Security Assessment lets you refresh the latest assessment at any time. After the latest assessment is refreshed, Security Assessment saves the assessment to the Assessment History and also overwrites the latest assessment. To monitor security configuration drift on your target database, you need to set a baseline. Once your baseline is set, Oracle Data Safe automatically compares it against each assessment refresh. You can also manually compare two selected assessments. Lastly, you can generate a PDF or XLS report from an assessment.
The following are use cases for the Security Assessment feature:
- Identify and mitigate risks:
- Quickly and easily assess your database configurations to learn which configuration choices may have introduced unnecessary risk and how you can remove or mitigate risks.
- Leverage checks that range from Oracle database security best practices, CIS Benchmark recommendations, best practices from the European Union General Data Protection Regulation (EU-GDPR) to Department of Defense Security Technical Implementation Guide (STIG) rules.
- Compliance and best practices:
- Support your regulatory compliance efforts by adhering to security best practices and industry standards.
- Track remediation and compliance progress by customizing the risk level associated with a finding.
- Improve database security insight:
- Gain visibility to fleet-wide database security risks.
- Monitor security drift by comparing an assessment against a baseline.
- Get visibility into deployed security policies and get awareness of the available database security controls to further protect your data.
Risk Levels
You can use the risk level values as guidelines for implementing Security Assessment recommendations. They can be used to prioritize and schedule changes, and help to determine what it might mean to your organization.
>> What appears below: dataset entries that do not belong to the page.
/// Entitlement model
///
/// The entitlement is the source of truth for "does this user get the
/// dashboard". It does not exist until the first successful checkout event,
/// after which the payment webhook upserts it keyed by `user_id`.
///
/// # Schema
///
/// ```sql
/// CREATE TABLE entitlements (
///     id UUID PRIMARY KEY DEFAULT gen_random_uuid(),
///     user_id TEXT NOT NULL,
///     has_active_access BOOLEAN NOT NULL DEFAULT FALSE,
///     payment_verified BOOLEAN NOT NULL DEFAULT FALSE,
///     stripe_payment_intent_id VARCHAR(255),
///     stripe_customer_id VARCHAR(255),
///     created_at TIMESTAMPTZ NOT NULL DEFAULT NOW(),
///     updated_at TIMESTAMPTZ NOT NULL DEFAULT NOW(),
///     expires_at TIMESTAMPTZ,
///     CONSTRAINT entitlements_user_id_key UNIQUE (user_id)
/// );
/// ```

use super::UserId;
use chrono::{DateTime, Utc};
use serde::{Deserialize, Serialize};
use uuid::Uuid;

/// Access-control record for one user
#[derive(Debug, Clone, PartialEq, Serialize, Deserialize, sqlx::FromRow)]
pub struct Entitlement {
    pub id: Uuid,

    /// Owning user (unique)
    pub user_id: UserId,

    pub has_active_access: bool,

    pub payment_verified: bool,

    /// Stripe `payment_intent` of the granting checkout
    pub stripe_payment_intent_id: Option<String>,

    /// Stripe `customer` of the granting checkout
    pub stripe_customer_id: Option<String>,

    pub created_at: DateTime<Utc>,

    pub updated_at: DateTime<Utc>,

    /// Access lapses at this instant; `None` means lifetime access
    pub expires_at: Option<DateTime<Utc>>,
}

impl Entitlement {
    /// Whether this record unlocks the product at `now`.
    ///
    /// Both flags must be set and the optional expiry must lie in the future.
    pub fn grants_access_at(&self, now: DateTime<Utc>) -> bool {
        self.has_active_access
            && self.payment_verified
            && self.expires_at.map_or(true, |expires| expires > now)
    }

    pub fn grants_access(&self) -> bool {
        self.grants_access_at(Utc::now())
    }

    /// Builds the row a first grant inserts.
    pub fn from_grant(grant: &EntitlementGrant, now: DateTime<Utc>) -> Self {
        Entitlement {
            id: Uuid::new_v4(),
            user_id: grant.user_id.clone(),
            has_active_access: true,
            payment_verified: true,
            stripe_payment_intent_id: grant.stripe_payment_intent_id.clone(),
            stripe_customer_id: grant.stripe_customer_id.clone(),
            created_at: now,
            updated_at: now,
            expires_at: None,
        }
    }

    /// Re-applies a grant to an existing row.
    ///
    /// Ids missing from a redelivered event keep their previous values. A
    /// new payment lifts any earlier expiry.
    pub fn apply_grant(&mut self, grant: &EntitlementGrant, now: DateTime<Utc>) {
        self.has_active_access = true;
        self.payment_verified = true;
        self.expires_at = None;
        if grant.stripe_payment_intent_id.is_some() {
            self.stripe_payment_intent_id = grant.stripe_payment_intent_id.clone();
        }
        if grant.stripe_customer_id.is_some() {
            self.stripe_customer_id = grant.stripe_customer_id.clone();
        }
        self.updated_at = now;
    }
}

/// Access grant derived from a completed checkout
#[derive(Debug, Clone, PartialEq, Eq, Serialize, Deserialize)]
pub struct EntitlementGrant {
    pub user_id: UserId,
    pub stripe_payment_intent_id: Option<String>,
    pub stripe_customer_id: Option<String>,
}

/// Upsert result
#[derive(Debug, Clone, PartialEq)]
pub struct UpsertedEntitlement {
    pub entitlement: Entitlement,

    /// `true` when no row existed for the user before this write
    pub created: bool,
}
//! # Mastery Shared Library
//!
//! Types and plumbing shared by the Medicare Mastery API server and the
//! client-side entitlement flow.
//!
//! ## Module Organization
//!
//! - `models`: Profile, enrollment and entitlement records
//! - `store`: Relational store abstraction (PostgreSQL and in-memory)
//! - `db`: Connection pool and migrations
//! - `auth`: Identity-provider session token validation
//! - `payments`: Stripe event envelope and webhook signatures

pub mod auth;
pub mod db;
pub mod models;
pub mod payments;
pub mod store;

/// Current version of the shared library
pub const VERSION: &str = env!("CARGO_PKG_VERSION");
Security Assessment uses the following risk levels to measure the severity of a finding:
- High: Needs immediate attention.
- Medium: Plan to address this in the short term.
- Low: Might be fixed during a scheduled downtime or bundled together with other maintenance activities.
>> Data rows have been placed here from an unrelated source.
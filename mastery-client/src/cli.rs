use clap::{Args, Parser, Subcommand};
use mastery_client::identity::Session;
use mastery_shared::models::UserId;

#[derive(Debug, Parser)]
#[command(name = "mastery-client")]
#[command(about = "Drives the Medicare Mastery purchase flow against a running API")]
#[command(version)]
#[command(propagate_version = true)]
pub(crate) struct Cli {
    /// Defaults to `gate` for the configured application root
    #[command(subcommand)]
    pub(crate) command: Option<Commands>,

    #[command(flatten)]
    pub(crate) session: SessionArgs,
}

#[derive(Debug, PartialEq, Eq, Subcommand)]
pub(crate) enum Commands {
    /// Print the view a location renders for the current session
    Gate {
        /// Host name (defaults to the application host)
        host: Option<String>,

        #[arg(default_value = "/")]
        path: String,
    },

    /// Sign in and print where the login view sends the user
    Login,

    /// Record an enrollment for the signed-in user
    Enroll {
        full_name: String,

        phone: String,

        /// Contact email (defaults to the session email)
        #[arg(value_name = "EMAIL")]
        contact_email: Option<String>,
    },

    /// Print the checkout link attributed to the signed-in user
    Checkout,

    /// Wait for the payment webhook like the success page does
    Success {
        /// Host serving the success page (defaults to the application host)
        host: Option<String>,
    },
}

/// Identity provider session handed over by the caller
#[derive(Debug, Default, Args)]
pub(crate) struct SessionArgs {
    /// Signed-in user id
    #[arg(long, global = true, env = "MASTERY_USER_ID")]
    pub(crate) user_id: Option<String>,

    /// Bearer token issued with the session
    #[arg(long, global = true, env = "MASTERY_ACCESS_TOKEN", hide_env_values = true)]
    pub(crate) access_token: Option<String>,

    #[arg(long, global = true, env = "MASTERY_USER_EMAIL")]
    pub(crate) email: Option<String>,
}

impl SessionArgs {
    /// `None` unless both a non-blank user id and a token are present.
    pub(crate) fn session(&self) -> Option<Session> {
        let user_id = self.user_id.as_deref().and_then(UserId::parse)?;
        let token = self.access_token.clone()?;

        Some(Session::new(user_id, self.email.clone(), token))
    }
}
/// Account read model served by `GET /v1/me`
///
/// Bundles everything the client session needs after sign-in so it can be
/// fetched in one round trip.

use super::{Enrollment, Entitlement, Profile, UserId};
use serde::{Deserialize, Serialize};

/// Profile, enrollment and entitlement of one user
#[derive(Debug, Clone, PartialEq, Serialize, Deserialize)]
pub struct Account {
    pub user_id: UserId,
    pub profile: Option<Profile>,
    pub enrollment: Option<Enrollment>,
    pub entitlement: Option<Entitlement>,

    /// Derived from the entitlement at read time
    pub has_active_access: bool,
}

impl Account {
    pub fn new(
        user_id: UserId,
        profile: Option<Profile>,
        enrollment: Option<Enrollment>,
        entitlement: Option<Entitlement>,
    ) -> Self {
        let has_active_access = entitlement
            .as_ref()
            .map_or(false, Entitlement::grants_access);

        Account {
            user_id,
            profile,
            enrollment,
            entitlement,
            has_active_access,
        }
    }

    /// Account with no records yet
    pub fn empty(user_id: UserId) -> Self {
        Account::new(user_id, None, None, None)
    }
}

/// Response of `POST /v1/me/enrollment`
#[derive(Debug, Clone, PartialEq, Serialize, Deserialize)]
#[serde(tag = "status", rename_all = "snake_case")]
pub enum EnrollmentReceipt {
    Created { enrollment: Enrollment },
    AlreadyEnrolled { message: String },
}

/// Informational text shown when a user enrolls twice
pub const ALREADY_ENROLLED_MESSAGE: &str = "You are already enrolled in this program.";

impl EnrollmentReceipt {
    pub fn already_enrolled() -> Self {
        EnrollmentReceipt::AlreadyEnrolled {
            message: ALREADY_ENROLLED_MESSAGE.to_string(),
        }
    }
}
/// Session context
///
/// Follows the identity provider and keeps the signed-in user's account
/// loaded. Consumers read the latest [`SessionSnapshot`] or subscribe to
/// changes; there is one context per running client, owned by whoever
/// started it, and it unsubscribes from the provider when shut down or
/// dropped.
///
/// # Example
///
/// ```no_run
/// use mastery_client::identity::ManualIdentity;
/// use mastery_client::session::SessionContext;
/// use mastery_client::source::StoreSource;
/// use mastery_shared::store::InMemoryStore;
/// use std::sync::Arc;
///
/// # async fn example() {
/// let identity = Arc::new(ManualIdentity::default());
/// let source = Arc::new(StoreSource::new(Arc::new(InMemoryStore::new())));
///
/// let context = SessionContext::start(identity, source);
/// let snapshot = context.loaded().await;
/// assert!(snapshot.session.is_none());
/// # }
/// ```

use crate::gate::AuthState;
use crate::identity::{IdentityProvider, Session, SessionUser};
use crate::source::AccountSource;
use mastery_shared::models::Account;
use std::sync::Arc;
use tokio::sync::{watch, Notify};
use tokio::task::JoinHandle;
use tokio_util::sync::CancellationToken;

/// Published session state
#[derive(Debug, Clone, PartialEq)]
pub struct SessionSnapshot {
    /// A session change or refresh is being resolved
    pub loading: bool,

    pub session: Option<Session>,

    /// Account of the session's user. Records that failed to load are left
    /// empty, which reads as "no access".
    pub account: Option<Account>,
}

impl SessionSnapshot {
    fn initial() -> Self {
        Self {
            loading: true,
            session: None,
            account: None,
        }
    }

    pub fn user(&self) -> Option<&SessionUser> {
        self.session.as_ref().map(|session| &session.user)
    }

    pub fn has_active_access(&self) -> bool {
        self.account
            .as_ref()
            .map_or(false, |account| account.has_active_access)
    }

    pub fn auth_state(&self) -> AuthState {
        if self.loading {
            AuthState::Loading
        } else if self.session.is_none() {
            AuthState::SignedOut
        } else {
            AuthState::SignedIn {
                has_access: self.has_active_access(),
            }
        }
    }
}

pub struct SessionContext {
    snapshot: watch::Receiver<SessionSnapshot>,
    refresh: Arc<Notify>,
    cancel: CancellationToken,
    handle: Option<JoinHandle<()>>,
}

impl SessionContext {
    /// Subscribes to `identity` and starts loading accounts from `source`.
    pub fn start(identity: Arc<dyn IdentityProvider>, source: Arc<dyn AccountSource>) -> Self {
        let (tx, snapshot) = watch::channel(SessionSnapshot::initial());
        let refresh = Arc::new(Notify::new());
        let cancel = CancellationToken::new();

        let handle = tokio::spawn(run(
            identity.subscribe(),
            source,
            tx,
            refresh.clone(),
            cancel.clone(),
        ));

        Self {
            snapshot,
            refresh,
            cancel,
            handle: Some(handle),
        }
    }

    pub fn snapshot(&self) -> SessionSnapshot {
        self.snapshot.borrow().clone()
    }

    pub fn subscribe(&self) -> watch::Receiver<SessionSnapshot> {
        self.snapshot.clone()
    }

    /// Waits until no load is in flight and returns that snapshot.
    pub async fn loaded(&self) -> SessionSnapshot {
        let mut rx = self.snapshot.clone();
        if let Ok(snapshot) = rx.wait_for(|snapshot| !snapshot.loading).await {
            return snapshot.clone();
        }
        // Context stopped; the last value is final
        self.snapshot()
    }

    /// Reloads the account of the current session.
    pub fn refresh(&self) {
        self.refresh.notify_one();
    }

    /// Stops following the provider and waits for the loader to exit.
    pub async fn shutdown(mut self) {
        self.cancel.cancel();
        if let Some(handle) = self.handle.take() {
            if let Err(e) = handle.await {
                tracing::warn!(error = %e, "Session loader ended abnormally");
            }
        }
    }
}

impl Drop for SessionContext {
    fn drop(&mut self) {
        self.cancel.cancel();
    }
}

async fn run(
    mut identity: watch::Receiver<Option<Session>>,
    source: Arc<dyn AccountSource>,
    tx: watch::Sender<SessionSnapshot>,
    refresh: Arc<Notify>,
    cancel: CancellationToken,
) {
    loop {
        let session = identity.borrow_and_update().clone();

        // Keep the previous account while reloading the same user
        let previous = tx.borrow().account.clone().filter(|account| {
            session
                .as_ref()
                .map_or(false, |s| s.user.id == account.user_id)
        });

        tx.send_replace(SessionSnapshot {
            loading: true,
            session: session.clone(),
            account: previous,
        });

        let account = match &session {
            Some(session) => tokio::select! {
                _ = cancel.cancelled() => break,
                account = load_account(source.as_ref(), session) => Some(account),
            },
            None => None,
        };

        tx.send_replace(SessionSnapshot {
            loading: false,
            session,
            account,
        });

        tokio::select! {
            _ = cancel.cancelled() => break,
            changed = identity.changed() => {
                if changed.is_err() {
                    tracing::debug!("Identity provider closed");
                    break;
                }
            }
            _ = refresh.notified() => {}
        }
    }

    tracing::debug!("Session context stopped");
}

async fn load_account(source: &dyn AccountSource, session: &Session) -> Account {
    match source.account(session).await {
        Ok(account) => account,
        Err(e) => {
            tracing::warn!(user_id = %session.user.id, error = %e, "Failed to load account");
            Account::empty(session.user.id.clone())
        }
    }
}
- Advisory: Improve security posture by enabling more security features and technology.
- Evaluate: Needs manual analysis.
- Pass: No risks found.
- Deferred: The user deliberately decided to postpone or delay taking action on a particular identified risk for a specified period of time or indefinitely. When a risk is deferred, it means that, after evaluation, it has been acknowledged but not immediately addressed.
Categories
Security Assessment categorizes its findings as follows:
- User accounts
- Privileges and roles
- Authorization control
- Fine-grained access control
- Data encryption
- Auditing
- Database configuration
Security Assessment Landing Page
The Security Assessment landing page provides several views about the security risks across all of your target databases. It consists of the following interactive tabs: Overview, Risk summary, Target summary, and Target group summary.
Overview tab
There are three charts on this tab.
- Risk level: This chart shows you a percentage breakdown of the different risk levels (High, Medium, Low, Advisory, Evaluate, and Deferred) across all of your target databases.
- Risks by category: This chart shows you the number of findings in each risk category (User Accounts, Privileges and Roles, Authorization Control, Data Encryption, Fine-Grained Access Control, Auditing, and Database Configurations) across all of your target databases.
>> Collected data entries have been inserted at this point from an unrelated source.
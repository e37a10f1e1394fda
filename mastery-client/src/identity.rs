/// Identity provider sessions
///
/// Sign-in itself happens at the external provider. This module only models
/// the resulting session and lets the rest of the client observe changes to
/// it through a `watch` channel.

use mastery_shared::models::UserId;
use tokio::sync::watch;

/// Signed-in user as reported by the provider
#[derive(Debug, Clone, PartialEq, Eq)]
pub struct SessionUser {
    pub id: UserId,
    pub email: Option<String>,
}

/// Active provider session
#[derive(Debug, Clone, PartialEq, Eq)]
pub struct Session {
    pub user: SessionUser,

    /// Bearer token accepted by the API
    pub access_token: String,
}

impl Session {
    pub fn new(id: UserId, email: Option<String>, access_token: impl Into<String>) -> Self {
        Self {
            user: SessionUser { id, email },
            access_token: access_token.into(),
        }
    }
}

/// Source of session changes
pub trait IdentityProvider: Send + Sync {
    /// Receiver that yields the current session and every later change.
    fn subscribe(&self) -> watch::Receiver<Option<Session>>;

    fn current(&self) -> Option<Session> {
        self.subscribe().borrow().clone()
    }
}

/// In-process provider driven by explicit sign-in and sign-out calls
#[derive(Debug)]
pub struct ManualIdentity {
    tx: watch::Sender<Option<Session>>,
}

impl ManualIdentity {
    pub fn new(initial: Option<Session>) -> Self {
        let (tx, _rx) = watch::channel(initial);
        Self { tx }
    }

    pub fn sign_in(&self, session: Session) {
        tracing::info!(user_id = %session.user.id, "Signed in");
        self.tx.send_replace(Some(session));
    }

    pub fn sign_out(&self) {
        tracing::info!("Signed out");
        self.tx.send_replace(None);
    }
}

impl Default for ManualIdentity {
    fn default() -> Self {
        Self::new(None)
    }
}

impl IdentityProvider for ManualIdentity {
    fn subscribe(&self) -> watch::Receiver<Option<Session>> {
        self.tx.subscribe()
    }
}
- Top 5 common security controls: This chart shows you a bar graph of the number of target databases at each risk level for each of the top five common controls. The top five common controls are the five security controls that Oracle considers the most important to the security of your target databases. Hovering over any of the bars shows you the value from the legend (for example, ADVISORY), group (for example, Patch compliance), and value (for example, 1.0).
Risk summary tab
The table on this tab displays counts of various categories for each potential risk level. Categories include target databases, user accounts, privileges and roles, authorization control, fine-grained access control, data encryption, auditing, database configuration, and total findings.
Target summary tab
The table on this tab lists your target databases within the selected scope. For each target database, you can access a link to the latest security assessment, view the target's status, view whether the assessment deviates from the baseline, and view the last assessed date/time. You can also view total counts for high risk, medium risk, low risk, advisory, and evaluate findings for each target.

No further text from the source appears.